The American Competitiveness in the Twenty-First Century Act of 2000 provides some relief for people waiting for a long time for a green card, by allowing H-1B extensions past the normal 6 years, as well as by making it easier to change the sponsoring employer.
The Out-Sourcing/Off-Shoring Visa
Further information: IT Body Shops
In his floor statement on H-1B Visa Reform, Senator Dick Durbin stated “The H-1B job visa lasts for 3 years and can be renewed for 3 years. What happens to those workers after that? Well, they could stay. It is possible. But these new companies have a much better idea for making money. They send the engineers to
America to fill spots–and get money to do it–and then after the 3 to 6 years, they bring them back to work for the companies that are competing with
American companies. They call it their outsourcing visa. They are sending their talented engineers to learn how Americans do business and then bring them back and compete with those American companies.” Critics of H-1B use for outsourcing have also noted that more H-1B visas are granted to companies headquartered in India than companies headquartered in the United States.Of all Computer Systems Analysts and programmers on H-1B visas in the U.S., 74 percent were from Asia. This large scale migration of Asian IT professionals to the United States has been cited as a central cause for the quick emergence of the offshore outsourcing industry.In FY 2009, due to the worldwide recession, applications for H-1B visas by off-shore out-sourcing firms were significantly lower than in previous years, yet 110,367 H-1B visas were issued, and 117,409 were issued in FY2010.
Social Security and Medicare taxes
H-1B employees have to pay Social Security and Medicare taxes as part of their payroll. Like U.S. citizens, they are eligible to receive Social Security benefits even if they leave the United States, provided they have paid Social Security payroll taxes for at least 10 years. Further, the U.S. has bilateral agreements with several countries to ensure that the time paid into the U.S. Social Security system, even if it is less than 10 years, is taken into account in the foreign country’s comparable system and vice versa.

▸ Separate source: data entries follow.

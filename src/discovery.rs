//! Target resolution: the four (plus subscription-scope) modes that decide
//! which Azure resources a probe will fetch metrics for.

use std::collections::HashMap;
use std::sync::Arc;

use jiff::Timestamp;

use crate::azure::types::normalize_tag_map;
use crate::azure::{ResourceGraphApi, ResourcesApi};
use crate::cache::{hash_sd_cache_key, ServiceDiscoveryCache};
use crate::error::ExporterError;
use crate::settings::MetricSettings;

/// A resolved scrape target, grouped by subscription before fan-out.
#[derive(Debug, Clone, PartialEq)]
pub struct Target {
    pub resource_id: String,
    pub metrics: Vec<String>,
    pub aggregations: Vec<String>,
    pub tags: HashMap<String, String>,
}

const RESOURCE_GRAPH_PAGE_SIZE: u32 = 1000;

/// D1 — explicit targets: each `settings.target` entry becomes a `Target`
/// carrying the request's global metrics/aggregations.
pub fn discover_explicit(settings: &MetricSettings) -> Vec<Target> {
    settings
        .target
        .iter()
        .map(|resource_id| Target {
            resource_id: resource_id.clone(),
            metrics: settings.metrics.clone(),
            aggregations: settings.aggregations.iter().map(|a| a.as_str().to_string()).collect(),
            tags: HashMap::new(),
        })
        .collect()
}

/// D2 — list-by-filter: one `Target` per resource returned by the resources
/// API for the subscription, using the global metrics/aggregations.
pub async fn discover_list_by_filter(
    resources_api: &dyn ResourcesApi,
    sd_cache: &ServiceDiscoveryCache,
    cache_ttl: jiff::Span,
    settings: &MetricSettings,
    subscription: &str,
) -> Result<Vec<Target>, ExporterError> {
    let resources = list_resources_cached(resources_api, sd_cache, cache_ttl, subscription, &settings.filter).await?;
    Ok(resources
        .into_iter()
        .map(|r| Target {
            resource_id: r.id,
            metrics: settings.metrics.clone(),
            aggregations: settings.aggregations.iter().map(|a| a.as_str().to_string()).collect(),
            tags: r.tags,
        })
        .collect())
}

/// D3 — tag-driven scrape: same listing as D2, but each resource's own
/// `metricTagName`/`aggregationTagName` tags supply its metrics and
/// aggregations. Resources missing either tag are silently skipped.
pub async fn discover_tag_scrape(
    resources_api: &dyn ResourcesApi,
    sd_cache: &ServiceDiscoveryCache,
    cache_ttl: jiff::Span,
    settings: &MetricSettings,
    subscription: &str,
) -> Result<Vec<Target>, ExporterError> {
    let resources = list_resources_cached(resources_api, sd_cache, cache_ttl, subscription, &settings.filter).await?;
    let mut targets = Vec::new();
    for resource in resources {
        let metrics_tag = resource.tags.get(&settings.metric_tag_name);
        let aggregation_tag = resource.tags.get(&settings.aggregation_tag_name);
        let (Some(metrics_tag), Some(aggregation_tag)) = (metrics_tag, aggregation_tag) else {
            continue;
        };
        let metrics: Vec<String> = metrics_tag.split(',').map(str::trim).filter(|s| !s.is_empty()).map(str::to_string).collect();
        let aggregations: Vec<String> = aggregation_tag.split(',').map(str::trim).filter(|s| !s.is_empty()).map(str::to_string).collect();
        if metrics.is_empty() || aggregations.is_empty() {
            continue;
        }
        targets.push(Target {
            resource_id: resource.id,
            metrics,
            aggregations,
            tags: resource.tags,
        });
    }
    Ok(targets)
}

/// D4 — resource-graph discovery: pages a Kusto query of the form
/// `Resources | where type =~ "<type>" [| <filter>] | project id, tags`
/// across `subscriptions`, 1000 rows per page.
pub async fn discover_resource_graph(
    resource_graph_api: &dyn ResourceGraphApi,
    sd_cache: &ServiceDiscoveryCache,
    cache_ttl: jiff::Span,
    settings: &MetricSettings,
    subscriptions: &[String],
) -> Result<Vec<Target>, ExporterError> {
    let cache_key = hash_sd_cache_key(&subscriptions.join(","), &settings.filter);
    let now = Timestamp::now();
    if let Some(cached) = sd_cache.get(&cache_key, now) {
        if let Ok(targets) = serde_json::from_slice::<Vec<StoredTarget>>(&cached) {
            return Ok(targets.into_iter().map(StoredTarget::into_target).collect());
        }
        // CacheCorrupt: decode failure is treated as a miss and logged.
        tracing::debug!(key = %cache_key, "servicediscovery cache entry failed to decode, treating as miss");
    }

    let mut kusto = format!("Resources | where type =~ \"{}\"", settings.resource_type);
    if !settings.filter.is_empty() {
        kusto.push_str(&format!(" | {}", settings.filter));
    }
    kusto.push_str(" | project id, tags");

    let mut targets = Vec::new();
    let mut skip = 0u32;
    loop {
        let page = resource_graph_api
            .query(subscriptions, &kusto, skip, RESOURCE_GRAPH_PAGE_SIZE)
            .await
            .map_err(|e| ExporterError::DiscoveryFailed { source: e.to_string() })?;

        for row in &page.data {
            targets.push(Target {
                resource_id: row.id.clone(),
                metrics: settings.metrics.clone(),
                aggregations: settings.aggregations.iter().map(|a| a.as_str().to_string()).collect(),
                tags: normalize_tag_map(&row.tags),
            });
        }

        skip += page.data.len() as u32;
        if page.data.is_empty() || (skip as u64) >= page.total_records {
            break;
        }
    }

    if let Ok(serialized) = serde_json::to_vec(&targets.iter().map(StoredTarget::from_target).collect::<Vec<_>>()) {
        let expires_at = now.checked_add(cache_ttl).unwrap_or(now);
        sd_cache.set(cache_key, Arc::new(serialized), expires_at);
    }

    Ok(targets)
}

async fn list_resources_cached(
    resources_api: &dyn ResourcesApi,
    sd_cache: &ServiceDiscoveryCache,
    cache_ttl: jiff::Span,
    subscription: &str,
    filter: &str,
) -> Result<Vec<crate::azure::AzureResource>, ExporterError> {
    let cache_key = hash_sd_cache_key(subscription, filter);
    let now = Timestamp::now();
    if let Some(cached) = sd_cache.get(&cache_key, now) {
        if let Ok(resources) = serde_json::from_slice::<Vec<StoredResource>>(&cached) {
            return Ok(resources.into_iter().map(StoredResource::into_resource).collect());
        }
        tracing::debug!(key = %cache_key, "servicediscovery cache entry failed to decode, treating as miss");
    }

    let resources = resources_api
        .list_resources(subscription, filter)
        .await
        .map_err(|e| ExporterError::DiscoveryFailed { source: e.to_string() })?;

    if let Ok(serialized) = serde_json::to_vec(&resources.iter().map(StoredResource::from_resource).collect::<Vec<_>>()) {
        let expires_at = now.checked_add(cache_ttl).unwrap_or(now);
        sd_cache.set(cache_key, Arc::new(serialized), expires_at);
    }

    Ok(resources)
}

#[derive(Debug, Clone, serde::Serialize, serde::Deserialize)]
struct StoredResource {
    id: String,
    location: String,
    tags: HashMap<String, String>,
}

impl StoredResource {
    fn from_resource(r: &crate::azure::AzureResource) -> Self {
        Self {
            id: r.id.clone(),
            location: r.location.clone(),
            tags: r.tags.clone(),
        }
    }

    fn into_resource(self) -> crate::azure::AzureResource {
        crate::azure::AzureResource {
            id: self.id,
            location: self.location,
            tags: self.tags,
        }
    }
}

#[derive(Debug, Clone, serde::Serialize, serde::Deserialize)]
struct StoredTarget {
    resource_id: String,
    metrics: Vec<String>,
    aggregations: Vec<String>,
    tags: HashMap<String, String>,
}

impl StoredTarget {
    fn from_target(t: &Target) -> Self {
        Self {
            resource_id: t.resource_id.clone(),
            metrics: t.metrics.clone(),
            aggregations: t.aggregations.clone(),
            tags: t.tags.clone(),
        }
    }

    fn into_target(self) -> Target {
        Target {
            resource_id: self.resource_id,
            metrics: self.metrics,
            aggregations: self.aggregations,
            tags: self.tags,
        }
    }
}

#[cfg(test)]
mod tests {
    use super::*;

    #[test]
    fn explicit_targets_carry_global_metrics() {
        let mut settings = MetricSettings::default_for_test();
        settings.target = vec!["/subscriptions/S/resourceGroups/R/providers/Microsoft.KeyVault/vaults/V".to_string()];
        let targets = discover_explicit(&settings);
        assert_eq!(targets.len(), 1);
        assert_eq!(targets[0].metrics, settings.metrics);
    }

    #[test]
    fn explicit_targets_empty_without_target_param() {
        let settings = MetricSettings::default_for_test();
        assert!(discover_explicit(&settings).is_empty());
    }
}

Departure Requirement on Job Loss
If an employer lays off an H-1B worker, the employer is required to pay for the laid-off worker’s transportation outside the United States.If an H-1B worker is laid off for any reason, the H-1B program technically does not specify a time allowance or grace period to round up one’s affairs irrespective of how long the H-1B worker might have lived in the United States. To round up one’s affairs, filing an application to change to another non-immigrant status may therefore become a necessity.If an H-1B worker is laid off and attempts to find a new H-1B employer to file a petition for him, the individual is considered out of status if there is even a one-day gap between the last day of employment and the date that the new H-1B petition is filed. While some attorneys claim that there is a grace period of 30 days, 60 days, or sometimes 10 days, that is not true according to the law. In practice, USCIS has accepted H-1B transfer applications even with a gap in employment up to 60 days, but that is by no means guaranteed. Some of the confusion regarding the alleged grace period arose because there is a 10-day grace period for an H-1B worker to depart the United States at the end of hisauthorized period of stay (does not apply for laid-off workers). This grace period only applies if the worker works until the H-1B expiration date listed on his I-797 approval notice, or I-94 card. 8 CFR 214.2(h)(13)(i)(A).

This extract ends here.